═════ DATA EXCERPTS

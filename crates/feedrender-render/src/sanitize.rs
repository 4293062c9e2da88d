//! Allowlist sanitization of untrusted feed HTML.

use std::fmt;

/// HTML that has passed through [`Sanitizer::sanitize`].
///
/// The field is private: the only way to obtain a value is sanitization, so
/// templates can emit it unescaped while every plain `String` stays escaped.
#[derive(Debug, Clone, Default, PartialEq, Eq)]
pub struct SafeHtml(String);

impl SafeHtml {
    #[must_use]
    pub fn as_str(&self) -> &str {
        &self.0
    }
}

impl fmt::Display for SafeHtml {
    fn fmt(&self, f: &mut fmt::Formatter<'_>) -> fmt::Result {
        f.write_str(&self.0)
    }
}

/// Stateless user-generated-content policy, shared across requests.
pub struct Sanitizer {
    policy: ammonia::Builder<'static>,
}

impl Sanitizer {
    #[must_use]
    pub fn new() -> Self {
        let mut policy = ammonia::Builder::default();
        policy.link_rel(Some("nofollow noopener noreferrer"));
        Self { policy }
    }

    /// Strip scripts, event handlers, embeds and unknown tags, keeping
    /// formatting, links, images and lists.
    #[must_use]
    pub fn sanitize(&self, html: &str) -> SafeHtml {
        SafeHtml(self.policy.clean(html).to_string())
    }
}

impl Default for Sanitizer {
    fn default() -> Self {
        Self::new()
    }
}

══════════

PROBLEM STATEMENT:
Scan the records for the word "policy", and copy each line where it is found.

FINISHED EXERCISE:
/// Stateless user-generated-content policy, shared across requests.
    policy: ammonia::Builder<'static>,
        let mut policy = ammonia::Builder::default();
        policy.link_rel(Some("nofollow noopener noreferrer"));
        Self { policy }
        SafeHtml(self.policy.clean(html).to_string())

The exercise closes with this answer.